A Review on QbD-Driven Optimization of Lipid Nanoparticles for Oral Drug Delivery: From Framework to Formulation
Aulia Fikri Hidayat, Yoga Windhu Wardhana, Suwendar Suwendar, Ahmed Fouad Abdelwahab Mohammed, Safwat A. Mahmoud, Khaled M. Elamin, Nasrul Wathoni
Abstract
Oral administration is the most preferred route for drug delivery due to its convenience, non-invasiveness, and patient compliance. However, it is challenged by gastrointestinal barriers, enzymatic degradation, and first-pass metabolism, which reduce drug bioavailability. Lipid nanoparticles (LNPs), including solid lipid nanoparticles (SLNs) and nanostructured lipid carriers (NLCs), offer a promising strategy to overcome these limitations by enhancing drug stability, permeability, and absorption. The Quality by Design (QbD) framework provides a systematic approach for LNP development to ensure consistent product quality. By promoting process understanding and control, QbD not only supports scientific formulation development but also enhances industrial scalability by reducing the experimental workload, shortening the development time, and lowering the production costs.

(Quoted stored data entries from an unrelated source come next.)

//! Error types shared by the domain, storage and service layers.
//!
//! Absence of a record is never an error here: lookups return `Option` and
//! deletes return whether a row was removed.

use thiserror::Error;

/// One or more visit fields violated their constraints.
///
/// Carries every violated-rule message, not only the first, so a caller can
/// report all problems at once.
#[derive(Error, Debug, Clone, PartialEq, Eq)]
#[error("invalid visit data: {}", .errors.join(", "))]
pub struct ValidationError {
    pub errors: Vec<String>,
}

impl ValidationError {
    pub fn new(errors: Vec<String>) -> Self {
        Self { errors }
    }

    pub fn single(message: impl Into<String>) -> Self {
        Self {
            errors: vec![message.into()],
        }
    }
}

/// Failures of the backing store.
#[derive(Error, Debug)]
pub enum StoreError {
    /// A store-level constraint (e.g. the category CHECK) rejected the row.
    #[error("constraint violation: {0}")]
    Constraint(String),

    /// The store could not be reached or the query failed.
    #[error("database error: {0}")]
    Database(#[from] sqlx::Error),

    /// A persisted row could not be turned back into a record.
    #[error("could not decode stored row: {0}")]
    Decode(String),

    /// The configured backend could not be opened.
    #[error("store unavailable: {0}")]
    Unavailable(String),
}

pub type StoreResult<T> = Result<T, StoreError>;

/// Errors surfaced by [`crate::VisitService`].
#[derive(Error, Debug)]
pub enum ServiceError {
    #[error(transparent)]
    Validation(#[from] ValidationError),

    #[error(transparent)]
    Store(#[from] StoreError),
}

impl ServiceError {
    pub fn is_validation(&self) -> bool {
        matches!(self, ServiceError::Validation(_))
    }
}

pub type ServiceResult<T> = Result<T, ServiceError>;

/// Startup configuration problems.
#[derive(Error, Debug, Clone, PartialEq, Eq)]
pub enum ConfigError {
    #[error("{name} must be set")]
    Missing { name: &'static str },

    #[error("{name} has an invalid value '{value}': {reason}")]
    Invalid {
        name: &'static str,
        value: String,
        reason: String,
    },
}
use crate::domain::model::{Category, CategoryCounts, VisitRecord, VisitStatistics};
use crate::storage::OrderDirection;
use crate::transport::http::handlers::{health, visits};
use crate::transport::http::types::{ApiResponse, AppState, VisitInput};
use axum::routing::get;
use axum::Router;
use tower_http::trace::TraceLayer;
use utoipa::OpenApi;

#[derive(OpenApi)]
#[openapi(
    paths(
        health::healthcheck_handler,
        visits::list_visits_handler,
        visits::statistics_handler,
        visits::get_visit_handler,
        visits::create_visit_handler,
        visits::update_visit_handler,
        visits::delete_visit_handler
    ),
    components(schemas(
        ApiResponse,
        VisitInput,
        VisitRecord,
        VisitStatistics,
        CategoryCounts,
        Category,
        OrderDirection
    ))
)]
pub struct ApiDoc;

pub fn create_router(app_state: AppState) -> Router {
    Router::new()
        .route("/health", get(health::healthcheck_handler))
        .route(
            "/api/visits",
            get(visits::list_visits_handler).post(visits::create_visit_handler),
        )
        .route("/api/visits/statistics", get(visits::statistics_handler))
        .route(
            "/api/visits/:id",
            get(visits::get_visit_handler)
                .put(visits::update_visit_handler)
                .delete(visits::delete_visit_handler),
        )
        .fallback(visits::route_not_found_handler)
        .layer(TraceLayer::new_for_http())
        .with_state(app_state)
}
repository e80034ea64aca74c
//! Centralized configuration (environment variables + defaults).
//!
//! | Variable | Default | |
//! |---|---|---|
//! | `VISIT_STORE` | `sqlite` | `memory`, `sqlite` or `postgres` |
//! | `SQLITE_PATH` | `data/atendimentos.db` | `:memory:` allowed |
//! | `DATABASE_URL` | | required for `postgres` |
//! | `DB_MAX_CONNECTIONS` | `5` | |
//! | `BIND_ADDR` | `0.0.0.0:3000` | |
//! | `LOG_LEVEL` | `info` | overridden by `RUST_LOG` |
//! | `APP_ENV` | `development` | `production` hides internal error detail |
//! | `SEED_SAMPLE_DATA` | `true` outside production | |

use crate::error::ConfigError;
use std::fmt;
use std::net::SocketAddr;

pub const DEFAULT_SQLITE_PATH: &str = "data/atendimentos.db";
pub const DEFAULT_BIND_ADDR: &str = "0.0.0.0:3000";
pub const DEFAULT_MAX_CONNECTIONS: u32 = 5;

/// Which backing store to open at startup.
#[derive(Debug, Clone, PartialEq, Eq)]
pub enum StoreBackend {
    Memory,
    Sqlite { path: String, max_connections: u32 },
    Postgres { url: String, max_connections: u32 },
}

impl fmt::Display for StoreBackend {
    fn fmt(&self, f: &mut fmt::Formatter<'_>) -> fmt::Result {
        match self {
            StoreBackend::Memory => write!(f, "memory"),
            StoreBackend::Sqlite { path, .. } => write!(f, "sqlite ({})", path),
            // The URL may carry credentials.
            StoreBackend::Postgres { .. } => write!(f, "postgres"),
        }
    }
}

#[derive(Debug, Clone, PartialEq, Eq)]
pub struct AppConfig {
    pub store: StoreBackend,
    pub bind_addr: SocketAddr,
    pub log_level: String,
    pub production: bool,
    pub seed_sample_data: bool,
}

impl AppConfig {
    /// Loads `.env` (if present) and reads the process environment.
    pub fn from_env() -> Result<Self, ConfigError> {
        dotenv::dotenv().ok();
        Self::from_lookup(|key| std::env::var(key).ok())
    }

    /// Builds the config from any key lookup; empty values count as unset.
    pub fn from_lookup<F>(lookup: F) -> Result<Self, ConfigError>
    where
        F: Fn(&str) -> Option<String>,
    {
        let get = |key: &str| {
            lookup(key)
                .map(|v| v.trim().to_string())
                .filter(|v| !v.is_empty())
        };

        let production = get("APP_ENV")
            .map(|v| v.eq_ignore_ascii_case("production"))
            .unwrap_or(false);

        let max_connections = match get("DB_MAX_CONNECTIONS") {
            Some(raw) => raw
                .parse::<u32>()
                .ok()
                .filter(|n| *n > 0)
                .ok_or(ConfigError::Invalid {
                    name: "DB_MAX_CONNECTIONS",
                    value: raw,
                    reason: "expected a positive integer".to_string(),
                })?,
            None => DEFAULT_MAX_CONNECTIONS,
        };

        let kind = get("VISIT_STORE").unwrap_or_else(|| "sqlite".to_string());
        let store = match kind.to_lowercase().as_str() {
            "memory" => StoreBackend::Memory,
            "sqlite" => StoreBackend::Sqlite {
                path: get("SQLITE_PATH").unwrap_or_else(|| DEFAULT_SQLITE_PATH.to_string()),
                max_connections,
            },
            "postgres" | "postgresql" => StoreBackend::Postgres {
                url: get("DATABASE_URL").ok_or(ConfigError::Missing {
                    name: "DATABASE_URL",
                })?,
                max_connections,
            },
            _ => {
                return Err(ConfigError::Invalid {
                    name: "VISIT_STORE",
                    value: kind,
                    reason: "expected memory, sqlite or postgres".to_string(),
                })
            }
        };

        let raw_addr = get("BIND_ADDR").unwrap_or_else(|| DEFAULT_BIND_ADDR.to_string());
        let bind_addr = raw_addr.parse::<SocketAddr>().map_err(|e| ConfigError::Invalid {
            name: "BIND_ADDR",
            value: raw_addr.clone(),
            reason: e.to_string(),
        })?;

        let seed_sample_data = match get("SEED_SAMPLE_DATA") {
            Some(raw) => parse_bool("SEED_SAMPLE_DATA", raw)?,
            None => !production,
        };

        Ok(Self {
            store,
            bind_addr,
            log_level: get("LOG_LEVEL").unwrap_or_else(|| "info".to_string()),
            production,
            seed_sample_data,
        })
    }
}

fn parse_bool(name: &'static str, raw: String) -> Result<bool, ConfigError> {
    match raw.to_lowercase().as_str() {
        "true" | "1" | "yes" => Ok(true),
        "false" | "0" | "no" => Ok(false),
        _ => Err(ConfigError::Invalid {
            name,
            value: raw,
            reason: "expected true or false".to_string(),
        }),
    }
}
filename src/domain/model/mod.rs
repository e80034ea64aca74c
//! Domain model for visit records ("atendimentos").
//!
//! - [`validator`]: pure field predicates
//! - [`VisitDraft`]: unvalidated caller input with checked setters
//! - [`NewVisit`]: validated editable fields, handed to the stores
//! - [`VisitRecord`]: a persisted row

use serde_json::Value as JsonValue;

pub mod category;
pub mod draft;
pub mod record;
pub mod samples;
pub mod validator;

pub use category::Category;
pub use draft::VisitDraft;
pub use record::{CategoryCounts, NewVisit, VisitRecord, VisitStatistics};
pub use samples::sample_visits;
pub use validator::ValidationReport;

/// Arbitrary caller input, keyed by field name.
pub type FieldMap = serde_json::Map<String, JsonValue>;
//! Behaviour every `VisitStore` backend must share. Each backend's test
//! module runs [`run_all`] against a fresh, empty store.

use crate::domain::model::{Category, NewVisit, VisitDraft};
use crate::storage::{OrderDirection, VisitStore};
use chrono::NaiveDate;
use serde_json::json;

pub(crate) fn new_visit(name: &str, date: &str, category: &str) -> NewVisit {
    VisitDraft::from_value(&json!({
        "name": name,
        "professional": "Dr. João",
        "visitDate": date,
        "category": category,
        "notes": "contract"
    }))
    .build()
    .unwrap()
}

pub(crate) async fn run_all(store: &dyn VisitStore) {
    empty_store_aggregates_to_zero(store).await;
    insert_then_find_round_trips(store).await;
    listing_is_date_descending(store).await;
    boundary_years_sort_chronologically(store).await;
    update_replaces_fields(store).await;
    remove_reports_affected_rows(store).await;
    aggregate_counts_every_category(store).await;
}

async fn empty_store_aggregates_to_zero(store: &dyn VisitStore) {
    let counts = store.aggregate_by_category().await.unwrap();
    assert_eq!(counts.total(), 0);
    assert!(store.list_all(OrderDirection::Desc).await.unwrap().is_empty());
}

async fn insert_then_find_round_trips(store: &dyn VisitStore) {
    let inserted = store
        .insert(&new_visit("Maria Silva", "2025-01-15", "Psychological"))
        .await
        .unwrap();
    assert_eq!(inserted.row_count, 1);
    let record = inserted.into_first().unwrap();
    assert!(record.id > 0);
    assert_eq!(record.name, "Maria Silva");
    assert_eq!(record.visit_date, NaiveDate::from_ymd_opt(2025, 1, 15).unwrap());
    assert_eq!(record.category, Category::Psychological);
    assert_eq!(record.notes, "contract");

    let found = store.find_by_id(record.id).await.unwrap().into_first();
    assert_eq!(found.as_ref(), Some(&record));

    let missing = store.find_by_id(record.id + 10_000).await.unwrap();
    assert!(missing.is_empty());

    store.remove(record.id).await.unwrap();
}

async fn listing_is_date_descending(store: &dyn VisitStore) {
    let mut ids = Vec::new();
    for (name, date, category) in [
        ("Middle", "2025-02-10", "Pedagogical"),
        ("Oldest", "2024-12-31", "Psychological"),
        ("Newest", "2025-03-01", "Pedagogical"),
    ] {
        let rec = store
            .insert(&new_visit(name, date, category))
            .await
            .unwrap()
            .into_first()
            .unwrap();
        ids.push(rec.id);
    }

    let names = |rows: Vec<crate::domain::model::VisitRecord>| {
        rows.into_iter().map(|r| r.name).collect::<Vec<_>>()
    };
    let desc = store.list_all(OrderDirection::Desc).await.unwrap();
    assert_eq!(desc.row_count, 3);
    assert_eq!(names(desc.rows), vec!["Newest", "Middle", "Oldest"]);

    let asc = store.list_all(OrderDirection::Asc).await.unwrap();
    assert_eq!(names(asc.rows), vec!["Oldest", "Middle", "Newest"]);

    let pedagogical = store
        .list_by_category(Category::Pedagogical, OrderDirection::Desc)
        .await
        .unwrap();
    assert_eq!(names(pedagogical.rows), vec!["Newest", "Middle"]);

    for id in ids {
        store.remove(id).await.unwrap();
    }
}

async fn boundary_years_sort_chronologically(store: &dyn VisitStore) {
    let mut ids = Vec::new();
    for date in ["2025-01-15", "0001-01-01", "9999-12-31", "0500-01-01"] {
        let rec = store
            .insert(&new_visit("Boundary", date, "Psychological"))
            .await
            .unwrap()
            .into_first()
            .unwrap();
        ids.push(rec.id);
    }

    let dates: Vec<String> = store
        .list_all(OrderDirection::Desc)
        .await
        .unwrap()
        .rows
        .iter()
        .map(|r| r.visit_date.format("%Y-%m-%d").to_string())
        .collect();
    assert_eq!(dates, vec!["9999-12-31", "2025-01-15", "0500-01-01", "0001-01-01"]);

    for id in ids {
        store.remove(id).await.unwrap();
    }
}

async fn update_replaces_fields(store: &dyn VisitStore) {
    let original = store
        .insert(&new_visit("Pedro Santos", "2025-01-16", "Pedagogical"))
        .await
        .unwrap()
        .into_first()
        .unwrap();

    let updated = store
        .update(
            original.id,
            &new_visit("Pedro S. Santos", "2025-01-20", "SocialAssistance"),
        )
        .await
        .unwrap()
        .into_first()
        .unwrap();
    assert_eq!(updated.id, original.id);
    assert_eq!(updated.name, "Pedro S. Santos");
    assert_eq!(updated.category, Category::SocialAssistance);
    assert_eq!(updated.created_at, original.created_at);
    assert!(updated.updated_at >= original.updated_at);

    let reread = store.find_by_id(original.id).await.unwrap().into_first();
    assert_eq!(reread, Some(updated));

    let missing = store
        .update(original.id + 10_000, &new_visit("Nobody", "2025-01-01", "Pedagogical"))
        .await
        .unwrap();
    assert!(missing.is_empty());

    store.remove(original.id).await.unwrap();
}

async fn remove_reports_affected_rows(store: &dyn VisitStore) {
    let rec = store
        .insert(&new_visit("Julia Costa", "2025-01-17", "SocialAssistance"))
        .await
        .unwrap()
        .into_first()
        .unwrap();
    assert_eq!(store.remove(rec.id).await.unwrap().row_count, 1);
    assert_eq!(store.remove(rec.id).await.unwrap().row_count, 0);
    assert!(store.find_by_id(rec.id).await.unwrap().is_empty());
}

async fn aggregate_counts_every_category(store: &dyn VisitStore) {
    for (name, category) in [
        ("Ana", "Pedagogical"),
        ("Bia", "Pedagogical"),
        ("Cris", "SocialAssistance"),
    ] {
        store
            .insert(&new_visit(name, "2025-01-18", category))
            .await
            .unwrap();
    }
    let counts = store.aggregate_by_category().await.unwrap();
    assert_eq!(counts.get(Category::Psychological), 0);
    assert_eq!(counts.get(Category::Pedagogical), 2);
    assert_eq!(counts.get(Category::SocialAssistance), 1);
    assert_eq!(counts.total(), 3);
}
//! In-process store backed by a `Vec`, for development and tests.

use crate::domain::model::{Category, CategoryCounts, NewVisit, VisitRecord};
use crate::error::StoreResult;
use crate::storage::{OrderDirection, StoreRows, VisitStore};
use async_trait::async_trait;
use chrono::Utc;
use tokio::sync::RwLock;

struct MemoryState {
    next_id: i64,
    rows: Vec<VisitRecord>,
}

/// Visit store that lives and dies with the process.
pub struct MemoryVisitStore {
    state: RwLock<MemoryState>,
}

impl MemoryVisitStore {
    pub fn new() -> Self {
        Self {
            state: RwLock::new(MemoryState {
                next_id: 1,
                rows: Vec::new(),
            }),
        }
    }
}

impl Default for MemoryVisitStore {
    fn default() -> Self {
        Self::new()
    }
}

fn sorted(mut rows: Vec<VisitRecord>, direction: OrderDirection) -> Vec<VisitRecord> {
    rows.sort_by(|a, b| {
        let ord = a.visit_date.cmp(&b.visit_date).then(a.id.cmp(&b.id));
        match direction {
            OrderDirection::Asc => ord,
            OrderDirection::Desc => ord.reverse(),
        }
    });
    rows
}

#[async_trait]
impl VisitStore for MemoryVisitStore {
    fn backend_name(&self) -> &'static str {
        "memory"
    }

    async fn ping(&self) -> StoreResult<()> {
        Ok(())
    }

    async fn init_schema(&self) -> StoreResult<()> {
        Ok(())
    }

    async fn insert(&self, visit: &NewVisit) -> StoreResult<StoreRows> {
        let mut state = self.state.write().await;
        let now = Utc::now();
        let record = VisitRecord {
            id: state.next_id,
            name: visit.name().to_string(),
            professional: visit.professional().to_string(),
            visit_date: visit.visit_date(),
            category: visit.category(),
            notes: visit.notes().to_string(),
            created_at: now,
            updated_at: now,
        };
        state.next_id += 1;
        state.rows.push(record.clone());
        Ok(StoreRows::from_rows(vec![record]))
    }

    async fn find_by_id(&self, id: i64) -> StoreResult<StoreRows> {
        let state = self.state.read().await;
        let rows = state.rows.iter().filter(|r| r.id == id).cloned().collect();
        Ok(StoreRows::from_rows(rows))
    }

    async fn list_all(&self, direction: OrderDirection) -> StoreResult<StoreRows> {
        let state = self.state.read().await;
        Ok(StoreRows::from_rows(sorted(state.rows.clone(), direction)))
    }

    async fn list_by_category(
        &self,
        category: Category,
        direction: OrderDirection,
    ) -> StoreResult<StoreRows> {
        let state = self.state.read().await;
        let rows = state
            .rows
            .iter()
            .filter(|r| r.category == category)
            .cloned()
            .collect();
        Ok(StoreRows::from_rows(sorted(rows, direction)))
    }

    async fn update(&self, id: i64, visit: &NewVisit) -> StoreResult<StoreRows> {
        let mut state = self.state.write().await;
        let Some(record) = state.rows.iter_mut().find(|r| r.id == id) else {
            return Ok(StoreRows::default());
        };
        record.name = visit.name().to_string();
        record.professional = visit.professional().to_string();
        record.visit_date = visit.visit_date();
        record.category = visit.category();
        record.notes = visit.notes().to_string();
        record.updated_at = Utc::now();
        Ok(StoreRows::from_rows(vec![record.clone()]))
    }

    async fn remove(&self, id: i64) -> StoreResult<StoreRows> {
        let mut state = self.state.write().await;
        let before = state.rows.len();
        state.rows.retain(|r| r.id != id);
        Ok(StoreRows::affected((before - state.rows.len()) as u64))
    }

    async fn aggregate_by_category(&self) -> StoreResult<CategoryCounts> {
        let state = self.state.read().await;
        let mut counts = CategoryCounts::default();
        for record in &state.rows {
            counts.add(record.category, 1);
        }
        Ok(counts)
    }
}
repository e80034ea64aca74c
pub mod http;
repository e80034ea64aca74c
use crate::transport::http::handlers::common::{
    not_found, parse_id, service_error, visit_body, HandlerError,
};
use crate::transport::http::types::{ApiResponse, AppState, ListQuery};
use axum::extract::rejection::JsonRejection;
use axum::extract::{Path, Query, State};
use axum::http::StatusCode;
use axum::response::IntoResponse;
use axum::Json;
use serde::Serialize;
use serde_json::Value as JsonValue;

fn respond<T: Serialize>(status: StatusCode, data: &T) -> axum::response::Response {
    match serde_json::to_value(data) {
        Ok(value) => (status, Json(ApiResponse::ok(value))).into_response(),
        Err(e) => (
            StatusCode::INTERNAL_SERVER_ERROR,
            Json(ApiResponse::fail(format!("Could not encode response: {}", e))),
        )
            .into_response(),
    }
}

fn reject(err: HandlerError) -> axum::response::Response {
    err.into_response()
}

#[utoipa::path(
    get,
    path = "/api/visits",
    params(ListQuery),
    responses(
        (status = 200, description = "Visits, most recent visit date first unless order=asc", body = ApiResponse),
        (status = 400, description = "Unknown category", body = ApiResponse),
        (status = 500, description = "Internal server error", body = ApiResponse)
    )
)]
pub async fn list_visits_handler(
    State(state): State<AppState>,
    Query(query): Query<ListQuery>,
) -> impl IntoResponse {
    let direction = query.direction();
    let result = match query.category.as_deref().map(str::trim) {
        Some(category) if !category.is_empty() => {
            state.visits.list_by_category(category, direction).await
        }
        _ => state.visits.list_ordered(direction).await,
    };
    match result {
        Ok(rows) => respond(StatusCode::OK, &rows),
        Err(e) => reject(service_error(e, state.production)),
    }
}

#[utoipa::path(
    get,
    path = "/api/visits/statistics",
    responses(
        (status = 200, description = "Total and per-category counts", body = ApiResponse),
        (status = 500, description = "Internal server error", body = ApiResponse)
    )
)]
pub async fn statistics_handler(State(state): State<AppState>) -> impl IntoResponse {
    match state.visits.statistics().await {
        Ok(stats) => respond(StatusCode::OK, &stats),
        Err(e) => reject(service_error(e, state.production)),
    }
}

#[utoipa::path(
    get,
    path = "/api/visits/{id}",
    params(
        ("id" = i64, Path, description = "Visit id")
    ),
    responses(
        (status = 200, description = "The visit", body = ApiResponse),
        (status = 400, description = "Invalid id", body = ApiResponse),
        (status = 404, description = "No visit with this id", body = ApiResponse),
        (status = 500, description = "Internal server error", body = ApiResponse)
    )
)]
pub async fn get_visit_handler(
    State(state): State<AppState>,
    Path(raw_id): Path<String>,
) -> impl IntoResponse {
    let id = match parse_id(&raw_id) {
        Ok(id) => id,
        Err(resp) => return reject(resp),
    };
    match state.visits.find_by_id(id).await {
        Ok(Some(record)) => respond(StatusCode::OK, &record),
        Ok(None) => reject(not_found(id)),
        Err(e) => reject(service_error(e, state.production)),
    }
}

#[utoipa::path(
    post,
    path = "/api/visits",
    request_body = crate::transport::http::types::VisitInput,
    responses(
        (status = 201, description = "Visit created", body = ApiResponse),
        (status = 400, description = "Validation failed (rules listed in data.errors)", body = ApiResponse),
        (status = 422, description = "Unprocessable entity (invalid JSON body)", body = ApiResponse),
        (status = 500, description = "Internal server error", body = ApiResponse)
    )
)]
pub async fn create_visit_handler(
    State(state): State<AppState>,
    body: Result<Json<JsonValue>, JsonRejection>,
) -> impl IntoResponse {
    let fields = match visit_body(body) {
        Ok(f) => f,
        Err(resp) => return reject(resp),
    };
    match state.visits.create(&fields).await {
        Ok(record) => respond(StatusCode::CREATED, &record),
        Err(e) => reject(service_error(e, state.production)),
    }
}

#[utoipa::path(
    put,
    path = "/api/visits/{id}",
    params(
        ("id" = i64, Path, description = "Visit id")
    ),
    request_body = crate::transport::http::types::VisitInput,
    responses(
        (status = 200, description = "Visit replaced", body = ApiResponse),
        (status = 400, description = "Invalid id or validation failed", body = ApiResponse),
        (status = 404, description = "No visit with this id", body = ApiResponse),
        (status = 422, description = "Unprocessable entity (invalid JSON body)", body = ApiResponse),
        (status = 500, description = "Internal server error", body = ApiResponse)
    )
)]
pub async fn update_visit_handler(
    State(state): State<AppState>,
    Path(raw_id): Path<String>,
    body: Result<Json<JsonValue>, JsonRejection>,
) -> impl IntoResponse {
    let id = match parse_id(&raw_id) {
        Ok(id) => id,
        Err(resp) => return reject(resp),
    };
    let fields = match visit_body(body) {
        Ok(f) => f,
        Err(resp) => return reject(resp),
    };
    match state.visits.update(id, &fields).await {
        Ok(Some(record)) => respond(StatusCode::OK, &record),
        Ok(None) => reject(not_found(id)),
        Err(e) => reject(service_error(e, state.production)),
    }
}

#[utoipa::path(
    delete,
    path = "/api/visits/{id}",
    params(
        ("id" = i64, Path, description = "Visit id")
    ),
    responses(
        (status = 200, description = "Visit removed", body = ApiResponse),
        (status = 400, description = "Invalid id", body = ApiResponse),
        (status = 404, description = "No visit with this id", body = ApiResponse),
        (status = 500, description = "Internal server error", body = ApiResponse)
    )
)]
pub async fn delete_visit_handler(
    State(state): State<AppState>,
    Path(raw_id): Path<String>,
) -> impl IntoResponse {
    let id = match parse_id(&raw_id) {
        Ok(id) => id,
        Err(resp) => return reject(resp),
    };
    match state.visits.remove(id).await {
        Ok(true) => respond(StatusCode::OK, &serde_json::json!({ "id": id, "removed": true })),
        Ok(false) => reject(not_found(id)),
        Err(e) => reject(service_error(e, state.production)),
    }
}

/// Any path no route matches.
pub async fn route_not_found_handler() -> impl IntoResponse {
    (StatusCode::NOT_FOUND, Json(ApiResponse::fail("Route not found")))
}
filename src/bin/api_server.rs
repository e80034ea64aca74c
// src/bin/api_server.rs

use anyhow::Context;
use tower_http::cors::{Any, CorsLayer};
use utoipa::OpenApi;
use utoipa_swagger_ui::SwaggerUi;
use visit_registry::infra::config::AppConfig;
use visit_registry::infra::logging::init_logging;
use visit_registry::{sample_visits, storage, transport, VisitService};

#[tokio::main]
async fn main() -> anyhow::Result<()> {
    let config = AppConfig::from_env().context("invalid configuration")?;
    init_logging(&config.log_level);
    tracing::info!(store = %config.store, production = config.production, "starting visit registry");

    // --- Store Initialization ---
    let store = storage::connect(&config.store)
        .await
        .with_context(|| format!("could not open {} store", config.store))?;
    store
        .init_schema()
        .await
        .context("could not create the visits schema")?;

    // --- Service Initialization ---
    let visits = VisitService::new(store);
    if config.seed_sample_data {
        let written = visits
            .seed_if_empty(&sample_visits())
            .await
            .context("could not seed sample visits")?;
        if written == 0 {
            tracing::info!("store already has visits, skipping sample data");
        }
    }

    let app_state = transport::http::AppState {
        visits,
        production: config.production,
    };

    // --- API Server Initialization ---
    let cors = CorsLayer::new()
        .allow_origin(Any)
        .allow_methods(Any)
        .allow_headers(Any);
    let app = transport::http::create_router(app_state)
        .merge(
            SwaggerUi::new("/swagger-ui")
                .url("/api-docs/openapi.json", transport::http::ApiDoc::openapi()),
        )
        .layer(cors);
    let listener = tokio::net::TcpListener::bind(config.bind_addr)
        .await
        .with_context(|| format!("could not bind {}", config.bind_addr))?;
    tracing::info!(addr = %config.bind_addr, "API server listening");
    tracing::info!("Swagger UI available at http://{}/swagger-ui", config.bind_addr);

    axum::serve(listener, app)
        .with_graceful_shutdown(async {
            if tokio::signal::ctrl_c().await.is_ok() {
                tracing::info!("shutdown signal received");
            }
        })
        .await?;
    tracing::info!("graceful shutdown complete");
    Ok(())
}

This review highlights key QbD elements such as the quality target product profile (QTPP), critical quality attributes (CQAs), critical material attributes (CMAs), critical process parameters (CPPs), and design of experiments (DoE) and their roles in guiding formulation and process optimization. The effects of various CMAs and CPPs on the CQAs such as particle size, polydispersity index, encapsulation efficiency, zeta potential, and drug release are discussed. Furthermore, the in vitro, in vivo, and ex vivo performances of optimized LNPs were explored in detail. Overall, QbD offers a robust platform for the rational design and scalable production of high-quality lipid-based drug delivery systems for oral administration.